2Department of Plant Biology, Cornell University, Ithaca, New York 14853 USA; 3Department of Horticulture, Cornell University, Ithaca, New York 14853 USA
Received for publication August 6, 2004. Accepted for publication February 9, 2005.
ABSTRACT
Based on positive results for 11 of 17 species included in an anatomical survey of tree roots, we concluded that the origin of adventitious branch roots (ABR) on established, undisturbed woody parental root axes is a widespread occurrence. ABR were morphologically indistinguishable from branch roots formed in primary tissues of a parental axis, and they occurred without increase in branch root density. We concluded that ABR are an unrecognized component of undamaged root systems. Using continuous serial sectioning to perform a census of branch roots within parental root axes, we obtained definitive evidence that ABR participate in root turnover. Comparisons of older and younger axes, and the chronology of root formation in older axes fulfilled the expectation that with greater age of parental axis, ABR become increasingly predominant among intact branch roots. We confirmed this trend for one of the species scoring negative in the survey, which means that our survey results were probably influenced by age variation. Thus, any of the six negative results obtained in the survey may have been dependent on the young age and slenderness of the axes that were available for examination in those six species.

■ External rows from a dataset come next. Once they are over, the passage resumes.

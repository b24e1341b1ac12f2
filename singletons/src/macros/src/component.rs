use proc_macro::TokenStream;
use quote::quote;
use syn::{DeriveInput, parse_macro_input};

pub fn derive_component(input: TokenStream) -> TokenStream {
    let ast = parse_macro_input!(input as DeriveInput);

    let struct_name = &ast.ident;
    let (impl_generics, ty_generics, where_clause) = ast.generics.split_for_impl();

    // `::rusty_singletons` resolves inside the crate through `extern crate self as
    // rusty_singletons;` in lib.rs, and to the dependency everywhere else.
    TokenStream::from(quote! {
        impl #impl_generics ::rusty_singletons::Component
            for #struct_name #ty_generics #where_clause
        {
        }
    })
}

Key Words: adventitious roots branching determinate roots ephemeral roots root turnover roots
The formation of adventitious roots on stems and hypocotyls has been studied from the phenomenological level to the mechanistic level for a variety of plants (e.g., Barlow, 1986
, 1994
; Haissig et al., 1992
; Blakesley, 1994
; Oliver et al., 1994
; Chen et al., 1996
; Kevers et al., 1997
; De Klerk et al., 1999
; Hutchison et al., 1999
; Li and Leung, 2001
; Casson and Lindsey, 2003
; Konishi and Sugiyama, 2003
; McDonald and Wynn, 2003
; Busov et al., 2004
; Molassiotis et al., 2004
). By comparison, the formation of adventitious branch roots (i.e., branches formed on parental root axes that are in secondary growth; herein abbreviated singly or in plural as ABR) has received much less attention (Paolillo and Zobel, 2002
). The literature on this topic is mainly concerned with the formation of ABR in response to loss of substantial portions of the root system due to mechanical injury (Wilcox, 1955
; Bogar and Smith, 1965
), or flooding (Koslowski, 1984
), and more rarely with seasonal study of root turnover (Jones, 1943
) and the structure of aging root systems (Puhe, 2003
). However, Paolillo and Zobel (2002)
reported that the formation of ABR is a common occurrence for intact, unflooded, field-grown dicotyledonous plants. ABR form either from specialized meristematic tissues at the periphery of the parental axis (Warning, 1934
; Esau, 1940
; Thibault, 1946
), or from derivatives of the vascular cambium of the parental axis (Wilcox, 1955
; Esau, 1965
), or both on the same parental axis (Paolillo and Zobel, 2002
).
If the formation of ABR is widespread, it stands to reason that ABR play a significant role in plant growth. Paolillo and Zobel (2002)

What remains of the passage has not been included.